During the Second World War, the Young Building was converted into a military hospital. In 1946, the building was returned to its original function as an educational institution shared between the Normal School and Victoria College, which were united in 1956.

In 1967, the Normal School and Victoria College moved to the site of the Gordon Head Campus of the University of Victoria and the Institute of Adult Studies was established by the Greater Victoria School Board. The Institute of Adult Studies was located in what is currently the Ewing Building, and was the first centre in Canada to offer daytime courses for adults wishing to upgrade to high school graduation.

Local interest in a community college grew, and on October 9, 1970, Victoria residents voted in favour of establishing a college. Plans for "Juan de Fuca" College were followed.
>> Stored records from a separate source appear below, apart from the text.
//! # Data-Plane Messages
//!
//! Inventory vectors are decoded (sessions and tests inspect them); block,
//! transaction, header, and filter payloads are opaque carriers whose
//! interior structure belongs to chain-level consumers.

use crate::codec::{MessageError, Reader, WriteExt};
use crate::identifier::Identifier;
use crate::payload::Payload;

/// One entry of an `inv`/`getdata`/`notfound` vector.
#[derive(Debug, Clone, Copy, PartialEq, Eq)]
pub struct InventoryItem {
    pub kind: u32,
    pub hash: [u8; 32],
}

impl InventoryItem {
    pub const ERROR: u32 = 0;
    pub const TRANSACTION: u32 = 1;
    pub const BLOCK: u32 = 2;

    fn serialize(&self, out: &mut Vec<u8>) {
        out.put_u32_le(self.kind);
        out.put_bytes(&self.hash);
    }

    fn deserialize(reader: &mut Reader<'_>) -> Result<Self, MessageError> {
        Ok(Self {
            kind: reader.read_u32_le()?,
            hash: reader.read_hash()?,
        })
    }
}

fn serialize_items(items: &[InventoryItem], out: &mut Vec<u8>) {
    out.put_var_int(items.len() as u64);
    for item in items {
        item.serialize(out);
    }
}

fn deserialize_items(payload: &[u8]) -> Result<Vec<InventoryItem>, MessageError> {
    let mut reader = Reader::new(payload);
    let count = reader.read_count()?;
    let mut items = Vec::with_capacity(count.min(1024));
    for _ in 0..count {
        items.push(InventoryItem::deserialize(&mut reader)?);
    }
    reader.finish()?;
    Ok(items)
}

/// The `inv` message.
#[derive(Debug, Clone, Default, PartialEq, Eq)]
pub struct Inventory {
    pub items: Vec<InventoryItem>,
}

impl Payload for Inventory {
    const IDENTIFIER: Identifier = Identifier::Inventory;

    fn serialize(&self, _version: u32, out: &mut Vec<u8>) {
        serialize_items(&self.items, out);
    }

    fn deserialize(_version: u32, payload: &[u8]) -> Result<Self, MessageError> {
        Ok(Self {
            items: deserialize_items(payload)?,
        })
    }
}

/// The `getdata` message.
#[derive(Debug, Clone, Default, PartialEq, Eq)]
pub struct GetData {
    pub items: Vec<InventoryItem>,
}

impl Payload for GetData {
    const IDENTIFIER: Identifier = Identifier::GetData;

    fn serialize(&self, _version: u32, out: &mut Vec<u8>) {
        serialize_items(&self.items, out);
    }

    fn deserialize(_version: u32, payload: &[u8]) -> Result<Self, MessageError> {
        Ok(Self {
            items: deserialize_items(payload)?,
        })
    }
}

/// The `notfound` message.
#[derive(Debug, Clone, Default, PartialEq, Eq)]
pub struct NotFound {
    pub items: Vec<InventoryItem>,
}

impl Payload for NotFound {
    const IDENTIFIER: Identifier = Identifier::NotFound;

    fn serialize(&self, _version: u32, out: &mut Vec<u8>) {
        serialize_items(&self.items, out);
    }

    fn deserialize(_version: u32, payload: &[u8]) -> Result<Self, MessageError> {
        Ok(Self {
            items: deserialize_items(payload)?,
        })
    }
}

/// The `feefilter` message (BIP 133).
#[derive(Debug, Clone, Copy, Default, PartialEq, Eq)]
pub struct FeeFilter {
    pub minimum_fee: u64,
}

impl Payload for FeeFilter {
    const IDENTIFIER: Identifier = Identifier::FeeFilter;

    fn serialize(&self, _version: u32, out: &mut Vec<u8>) {
        out.put_u64_le(self.minimum_fee);
    }

    fn deserialize(_version: u32, payload: &[u8]) -> Result<Self, MessageError> {
        let mut reader = Reader::new(payload);
        let minimum_fee = reader.read_u64_le()?;
        reader.finish()?;
        Ok(Self { minimum_fee })
    }
}

/// The `sendcmpct` message (BIP 152).
#[derive(Debug, Clone, Copy, Default, PartialEq, Eq)]
pub struct SendCompact {
    pub high_bandwidth: bool,
    pub version: u64,
}

impl Payload for SendCompact {
    const IDENTIFIER: Identifier = Identifier::SendCompact;

    fn serialize(&self, _version: u32, out: &mut Vec<u8>) {
        out.put_u8(u8::from(self.high_bandwidth));
        out.put_u64_le(self.version);
    }

    fn deserialize(_version: u32, payload: &[u8]) -> Result<Self, MessageError> {
        let mut reader = Reader::new(payload);
        let high_bandwidth = reader.read_u8()? != 0;
        let version = reader.read_u64_le()?;
        reader.finish()?;
        Ok(Self {
            high_bandwidth,
            version,
        })
    }
}

/// The `sendheaders` message (BIP 130, empty payload).
#[derive(Debug, Clone, Copy, Default, PartialEq, Eq)]
pub struct SendHeaders;

impl Payload for SendHeaders {
    const IDENTIFIER: Identifier = Identifier::SendHeaders;

    fn serialize(&self, _version: u32, _out: &mut Vec<u8>) {}

    fn deserialize(_version: u32, payload: &[u8]) -> Result<Self, MessageError> {
        Reader::new(payload).finish()?;
        Ok(Self)
    }
}

/// The `mempool` message (BIP 35, empty payload).
#[derive(Debug, Clone, Copy, Default, PartialEq, Eq)]
pub struct MemoryPool;

impl Payload for MemoryPool {
    const IDENTIFIER: Identifier = Identifier::MemoryPool;

    fn serialize(&self, _version: u32, _out: &mut Vec<u8>) {}

    fn deserialize(_version: u32, payload: &[u8]) -> Result<Self, MessageError> {
        Reader::new(payload).finish()?;
        Ok(Self)
    }
}

/// The `filterclear` message (BIP 37, empty payload).
#[derive(Debug, Clone, Copy, Default, PartialEq, Eq)]
pub struct FilterClear;

impl Payload for FilterClear {
    const IDENTIFIER: Identifier = Identifier::FilterClear;

    fn serialize(&self, _version: u32, _out: &mut Vec<u8>) {}

    fn deserialize(_version: u32, payload: &[u8]) -> Result<Self, MessageError> {
        Reader::new(payload).finish()?;
        Ok(Self)
    }
}

/// Generates an opaque carrier: the payload bytes pass through untouched.
macro_rules! opaque_payload {
    ($(#[$doc:meta])* $name:ident, $identifier:expr) => {
        $(#[$doc])*
        #[derive(Debug, Clone, Default, PartialEq, Eq)]
        pub struct $name {
            pub data: Vec<u8>,
        }

        impl Payload for $name {
            const IDENTIFIER: Identifier = $identifier;

            fn serialize(&self, _version: u32, out: &mut Vec<u8>) {
                out.put_bytes(&self.data);
            }

            fn deserialize(_version: u32, payload: &[u8]) -> Result<Self, MessageError> {
                Ok(Self {
                    data: payload.to_vec(),
                })
            }
        }
    };
}

opaque_payload!(
    /// The `block` message. Deserialized through the shared buffer pool to
    /// avoid reallocating multi-megabyte payloads.
    Block,
    Identifier::Block
);
opaque_payload!(
    /// The `tx` message.
    Transaction,
    Identifier::Transaction
);
opaque_payload!(
    /// The `headers` message.
    Headers,
    Identifier::Headers
);
opaque_payload!(
    /// The `getblocks` message.
    GetBlocks,
    Identifier::GetBlocks
);
opaque_payload!(
    /// The `getheaders` message.
    GetHeaders,
    Identifier::GetHeaders
);
opaque_payload!(
    /// The `merkleblock` message (BIP 37).
    MerkleBlock,
    Identifier::MerkleBlock
);
opaque_payload!(
    /// The `cmpctblock` message (BIP 152).
    CompactBlock,
    Identifier::CompactBlock
);
opaque_payload!(
    /// The `blocktxn` message (BIP 152).
    BlockTransactions,
    Identifier::BlockTransactions
);
opaque_payload!(
    /// The `getblocktxn` message (BIP 152).
    GetBlockTransactions,
    Identifier::GetBlockTransactions
);
opaque_payload!(
    /// The `cfilter` message (BIP 157).
    CompactFilter,
    Identifier::CompactFilter
);
opaque_payload!(
    /// The `cfheaders` message (BIP 157).
    CompactFilterHeaders,
    Identifier::CompactFilterHeaders
);
opaque_payload!(
    /// The `cfcheckpt` message (BIP 157).
    CompactFilterCheckpoint,
    Identifier::CompactFilterCheckpoint
);
opaque_payload!(
    /// The `getcfilters` message (BIP 157).
    GetCompactFilters,
    Identifier::GetCompactFilters
);
opaque_payload!(
    /// The `getcfheaders` message (BIP 157).
    GetCompactFilterHeaders,
    Identifier::GetCompactFilterHeaders
);
opaque_payload!(
    /// The `getcfcheckpt` message (BIP 157).
    GetCompactFilterCheckpoint,
    Identifier::GetCompactFilterCheckpoint
);
opaque_payload!(
    /// The `filteradd` message (BIP 37).
    FilterAdd,
    Identifier::FilterAdd
);
opaque_payload!(
    /// The `filterload` message (BIP 37).
    FilterLoad,
    Identifier::FilterLoad
);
The provincial government formally approved the college on October 27, 1970.

In 1971 the college councillors voted on a name change, and "Camosun" (pronounced Cam-Ō-sun) was chosen, as it had been an early name for Victoria. It is originally a Lekwungen (Songhees) name for an area of Victoria where different waters meet and are transformed. By September 1971, the final steps toward the realization of a college were taken when Camosun (Lansdowne campus) and the BC Vocational School (Interurban campus) merged to become B.C.'s ninth community college.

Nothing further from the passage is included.